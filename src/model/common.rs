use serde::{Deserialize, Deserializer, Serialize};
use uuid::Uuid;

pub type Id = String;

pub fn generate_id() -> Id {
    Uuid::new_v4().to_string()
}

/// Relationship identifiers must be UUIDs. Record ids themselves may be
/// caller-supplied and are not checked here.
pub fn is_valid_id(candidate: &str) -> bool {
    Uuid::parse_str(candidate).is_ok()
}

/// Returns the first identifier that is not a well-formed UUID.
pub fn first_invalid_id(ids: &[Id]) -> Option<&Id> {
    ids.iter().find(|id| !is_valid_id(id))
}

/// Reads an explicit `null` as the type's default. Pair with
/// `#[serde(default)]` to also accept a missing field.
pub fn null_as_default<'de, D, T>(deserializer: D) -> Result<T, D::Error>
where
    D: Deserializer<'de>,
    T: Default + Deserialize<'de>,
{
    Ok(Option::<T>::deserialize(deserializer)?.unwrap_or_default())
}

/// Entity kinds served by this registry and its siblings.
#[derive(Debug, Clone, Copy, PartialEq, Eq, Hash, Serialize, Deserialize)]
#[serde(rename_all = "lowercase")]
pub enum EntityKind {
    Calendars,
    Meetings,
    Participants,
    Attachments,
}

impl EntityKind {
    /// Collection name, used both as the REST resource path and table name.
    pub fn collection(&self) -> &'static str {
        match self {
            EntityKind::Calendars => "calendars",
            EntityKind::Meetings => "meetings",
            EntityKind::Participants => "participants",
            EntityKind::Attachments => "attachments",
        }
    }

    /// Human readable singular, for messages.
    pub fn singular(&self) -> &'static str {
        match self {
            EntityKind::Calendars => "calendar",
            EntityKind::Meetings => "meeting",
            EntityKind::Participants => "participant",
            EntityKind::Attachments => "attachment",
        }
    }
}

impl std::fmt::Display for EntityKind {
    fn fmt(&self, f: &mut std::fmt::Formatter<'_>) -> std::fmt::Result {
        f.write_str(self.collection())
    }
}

» Your assignment: Please retype the data exactly as it stands, from its first line down to the line that contains "and table name.", then stop.

» Response to this task:
filename src/model/common.rs
use serde::{Deserialize, Deserializer, Serialize};
use uuid::Uuid;

pub type Id = String;

pub fn generate_id() -> Id {
    Uuid::new_v4().to_string()
}

/// Relationship identifiers must be UUIDs. Record ids themselves may be
/// caller-supplied and are not checked here.
pub fn is_valid_id(candidate: &str) -> bool {
    Uuid::parse_str(candidate).is_ok()
}

/// Returns the first identifier that is not a well-formed UUID.
pub fn first_invalid_id(ids: &[Id]) -> Option<&Id> {
    ids.iter().find(|id| !is_valid_id(id))
}

/// Reads an explicit `null` as the type's default. Pair with
/// `#[serde(default)]` to also accept a missing field.
pub fn null_as_default<'de, D, T>(deserializer: D) -> Result<T, D::Error>
where
    D: Deserializer<'de>,
    T: Default + Deserialize<'de>,
{
    Ok(Option::<T>::deserialize(deserializer)?.unwrap_or_default())
}

/// Entity kinds served by this registry and its siblings.
#[derive(Debug, Clone, Copy, PartialEq, Eq, Hash, Serialize, Deserialize)]
#[serde(rename_all = "lowercase")]
pub enum EntityKind {
    Calendars,
    Meetings,
    Participants,
    Attachments,
}

impl EntityKind {
    /// Collection name, used both as the REST resource path and table name.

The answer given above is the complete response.